ASSIGNMENT: The entries below are to be repeated verbatim, in full.
*** RECORDS SUPPLIED ***
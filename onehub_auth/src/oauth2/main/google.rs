use std::fmt;

use async_trait::async_trait;
use url::Url;

use crate::config::OAuth2Config;
use crate::oauth2::errors::OAuth2Error;
use crate::oauth2::types::{ExternalIdentity, TokenResponse, UserInfoResponse};

use super::client::{AuthorizationClient, IdentityResolver};
use super::utils::build_http_client;

/// Authorization-code grant against Google (or any endpoint set configured the same way)
#[derive(Clone)]
pub struct GoogleAuthorizationClient {
    provider: String,
    client_id: String,
    client_secret: String,
    redirect_url: String,
    auth_url: Url,
    token_url: String,
    scope: String,
    http: reqwest::Client,
}

impl fmt::Debug for GoogleAuthorizationClient {
    fn fmt(&self, f: &mut fmt::Formatter<'_>) -> fmt::Result {
        f.debug_struct("GoogleAuthorizationClient")
            .field("provider", &self.provider)
            .field("client_id", &self.client_id)
            .field("redirect_url", &self.redirect_url)
            .field("auth_url", &self.auth_url.as_str())
            .field("token_url", &self.token_url)
            .field("scope", &self.scope)
            .finish_non_exhaustive()
    }
}

impl GoogleAuthorizationClient {
    pub fn new(config: &OAuth2Config) -> Result<Self, OAuth2Error> {
        let auth_url = Url::parse(&config.auth_url).map_err(|e| {
            OAuth2Error::Configuration(format!("invalid authorization URL: {e}"))
        })?;

        Ok(Self {
            provider: config.provider.clone(),
            client_id: config.client_id.clone(),
            client_secret: config.client_secret.clone(),
            redirect_url: config.redirect_url.clone(),
            auth_url,
            token_url: config.token_url.clone(),
            scope: config.scopes.join(" "),
            http: build_http_client(config.http_timeout)?,
        })
    }
}

#[async_trait]
impl AuthorizationClient for GoogleAuthorizationClient {
    fn provider(&self) -> &str {
        &self.provider
    }

    fn authorization_url(&self, state: &str) -> String {
        let mut url = self.auth_url.clone();
        url.query_pairs_mut()
            .append_pair("client_id", &self.client_id)
            .append_pair("redirect_uri", &self.redirect_url)
            .append_pair("response_type", "code")
            .append_pair("scope", &self.scope)
            .append_pair("state", state)
            .append_pair("access_type", "online");
        url.into()
    }

    #[tracing::instrument(skip_all, fields(provider = %self.provider))]
    async fn exchange_code(&self, code: &str) -> Result<String, OAuth2Error> {
        if code.is_empty() {
            return Err(OAuth2Error::TokenExchange(
                "authorization code is missing".to_string(),
            ));
        }

        let response = self
            .http
            .post(&self.token_url)
            .form(&[
                ("code", code),
                ("client_id", self.client_id.as_str()),
                ("client_secret", self.client_secret.as_str()),
                ("redirect_uri", self.redirect_url.as_str()),
                ("grant_type", "authorization_code"),
            ])
            .send()
            .await
            .map_err(|e| OAuth2Error::TokenExchange(e.to_string()))?;

        let status = response.status();
        let response_body = response
            .text()
            .await
            .map_err(|e| OAuth2Error::TokenExchange(e.to_string()))?;

        if !status.is_success() {
            tracing::debug!(%status, "Token endpoint rejected the authorization code");
            return Err(OAuth2Error::TokenExchange(format!(
                "token endpoint returned {status}: {response_body}"
            )));
        }

        let token: TokenResponse = serde_json::from_str(&response_body).map_err(|e| {
            OAuth2Error::TokenExchange(format!("invalid token response: {e}"))
        })?;

        tracing::debug!(
            token_type = ?token.token_type,
            expires_in = ?token.expires_in,
            scope = ?token.scope,
            "Token exchange succeeded"
        );

        Ok(token.access_token)
    }
}

/// Fetches and normalizes the userinfo document for an access token
#[derive(Clone)]
pub struct GoogleIdentityResolver {
    provider: String,
    userinfo_url: String,
    http: reqwest::Client,
}

impl fmt::Debug for GoogleIdentityResolver {
    fn fmt(&self, f: &mut fmt::Formatter<'_>) -> fmt::Result {
        f.debug_struct("GoogleIdentityResolver")
            .field("provider", &self.provider)
            .field("userinfo_url", &self.userinfo_url)
            .finish_non_exhaustive()
    }
}

impl GoogleIdentityResolver {
    pub fn new(config: &OAuth2Config) -> Result<Self, OAuth2Error> {
        Ok(Self {
            provider: config.provider.clone(),
            userinfo_url: config.userinfo_url.clone(),
            http: build_http_client(config.http_timeout)?,
        })
    }
}

#[async_trait]
impl IdentityResolver for GoogleIdentityResolver {
    #[tracing::instrument(skip_all, fields(provider = %self.provider))]
    async fn resolve(&self, access_token: &str) -> Result<ExternalIdentity, OAuth2Error> {
        let response = self
            .http
            .get(&self.userinfo_url)
            .bearer_auth(access_token)
            .send()
            .await
            .map_err(|e| OAuth2Error::FetchUserInfo {
                status: None,
                body: e.to_string(),
            })?;

        let status = response.status();
        let response_body = response
            .text()
            .await
            .map_err(|e| OAuth2Error::FetchUserInfo {
                status: Some(status.as_u16()),
                body: e.to_string(),
            })?;

        if !status.is_success() {
            return Err(OAuth2Error::FetchUserInfo {
                status: Some(status.as_u16()),
                body: response_body,
            });
        }

        let userinfo: UserInfoResponse = serde_json::from_str(&response_body).map_err(|e| {
            OAuth2Error::MalformedIdentity(format!("failed to decode userinfo: {e}"))
        })?;

        let identity = ExternalIdentity::from_userinfo(&self.provider, userinfo)?;
        tracing::debug!(subject = %identity.subject, "Resolved external identity");
        Ok(identity)
    }
}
*** End of RECORDS SUPPLIED ***
ANSWER TO THIS EXERCISE:
filename onehub_auth/src/oauth2/main/google.rs
use std::fmt;

use async_trait::async_trait;
use url::Url;

use crate::config::OAuth2Config;
use crate::oauth2::errors::OAuth2Error;
use crate::oauth2::types::{ExternalIdentity, TokenResponse, UserInfoResponse};

use super::client::{AuthorizationClient, IdentityResolver};
use super::utils::build_http_client;

/// Authorization-code grant against Google (or any endpoint set configured the same way)
#[derive(Clone)]
pub struct GoogleAuthorizationClient {
    provider: String,
    client_id: String,
    client_secret: String,
    redirect_url: String,
    auth_url: Url,
    token_url: String,
    scope: String,
    http: reqwest::Client,
}

impl fmt::Debug for GoogleAuthorizationClient {
    fn fmt(&self, f: &mut fmt::Formatter<'_>) -> fmt::Result {
        f.debug_struct("GoogleAuthorizationClient")
            .field("provider", &self.provider)
            .field("client_id", &self.client_id)
            .field("redirect_url", &self.redirect_url)
            .field("auth_url", &self.auth_url.as_str())
            .field("token_url", &self.token_url)
            .field("scope", &self.scope)
            .finish_non_exhaustive()
    }
}

impl GoogleAuthorizationClient {
    pub fn new(config: &OAuth2Config) -> Result<Self, OAuth2Error> {
        let auth_url = Url::parse(&config.auth_url).map_err(|e| {
            OAuth2Error::Configuration(format!("invalid authorization URL: {e}"))
        })?;

        Ok(Self {
            provider: config.provider.clone(),
            client_id: config.client_id.clone(),
            client_secret: config.client_secret.clone(),
            redirect_url: config.redirect_url.clone(),
            auth_url,
            token_url: config.token_url.clone(),
            scope: config.scopes.join(" "),
            http: build_http_client(config.http_timeout)?,
        })
    }
}

#[async_trait]
impl AuthorizationClient for GoogleAuthorizationClient {
    fn provider(&self) -> &str {
        &self.provider
    }

    fn authorization_url(&self, state: &str) -> String {
        let mut url = self.auth_url.clone();
        url.query_pairs_mut()
            .append_pair("client_id", &self.client_id)
            .append_pair("redirect_uri", &self.redirect_url)
            .append_pair("response_type", "code")
            .append_pair("scope", &self.scope)
            .append_pair("state", state)
            .append_pair("access_type", "online");
        url.into()
    }

    #[tracing::instrument(skip_all, fields(provider = %self.provider))]
    async fn exchange_code(&self, code: &str) -> Result<String, OAuth2Error> {
        if code.is_empty() {
            return Err(OAuth2Error::TokenExchange(
                "authorization code is missing".to_string(),
            ));
        }

        let response = self
            .http
            .post(&self.token_url)
            .form(&[
                ("code", code),
                ("client_id", self.client_id.as_str()),
                ("client_secret", self.client_secret.as_str()),
                ("redirect_uri", self.redirect_url.as_str()),
                ("grant_type", "authorization_code"),
            ])
            .send()
            .await
            .map_err(|e| OAuth2Error::TokenExchange(e.to_string()))?;

        let status = response.status();
        let response_body = response
            .text()
            .await
            .map_err(|e| OAuth2Error::TokenExchange(e.to_string()))?;

        if !status.is_success() {
            tracing::debug!(%status, "Token endpoint rejected the authorization code");
            return Err(OAuth2Error::TokenExchange(format!(
                "token endpoint returned {status}: {response_body}"
            )));
        }

        let token: TokenResponse = serde_json::from_str(&response_body).map_err(|e| {
            OAuth2Error::TokenExchange(format!("invalid token response: {e}"))
        })?;

        tracing::debug!(
            token_type = ?token.token_type,
            expires_in = ?token.expires_in,
            scope = ?token.scope,
            "Token exchange succeeded"
        );

        Ok(token.access_token)
    }
}

/// Fetches and normalizes the userinfo document for an access token
#[derive(Clone)]
pub struct GoogleIdentityResolver {
    provider: String,
    userinfo_url: String,
    http: reqwest::Client,
}

impl fmt::Debug for GoogleIdentityResolver {
    fn fmt(&self, f: &mut fmt::Formatter<'_>) -> fmt::Result {
        f.debug_struct("GoogleIdentityResolver")
            .field("provider", &self.provider)
            .field("userinfo_url", &self.userinfo_url)
            .finish_non_exhaustive()
    }
}

impl GoogleIdentityResolver {
    pub fn new(config: &OAuth2Config) -> Result<Self, OAuth2Error> {
        Ok(Self {
            provider: config.provider.clone(),
            userinfo_url: config.userinfo_url.clone(),
            http: build_http_client(config.http_timeout)?,
        })
    }
}

#[async_trait]
impl IdentityResolver for GoogleIdentityResolver {
    #[tracing::instrument(skip_all, fields(provider = %self.provider))]
    async fn resolve(&self, access_token: &str) -> Result<ExternalIdentity, OAuth2Error> {
        let response = self
            .http
            .get(&self.userinfo_url)
            .bearer_auth(access_token)
            .send()
            .await
            .map_err(|e| OAuth2Error::FetchUserInfo {
                status: None,
                body: e.to_string(),
            })?;

        let status = response.status();
        let response_body = response
            .text()
            .await
            .map_err(|e| OAuth2Error::FetchUserInfo {
                status: Some(status.as_u16()),
                body: e.to_string(),
            })?;

        if !status.is_success() {
            return Err(OAuth2Error::FetchUserInfo {
                status: Some(status.as_u16()),
                body: response_body,
            });
        }

        let userinfo: UserInfoResponse = serde_json::from_str(&response_body).map_err(|e| {
            OAuth2Error::MalformedIdentity(format!("failed to decode userinfo: {e}"))
        })?;

        let identity = ExternalIdentity::from_userinfo(&self.provider, userinfo)?;
        tracing::debug!(subject = %identity.subject, "Resolved external identity");
        Ok(identity)
    }
}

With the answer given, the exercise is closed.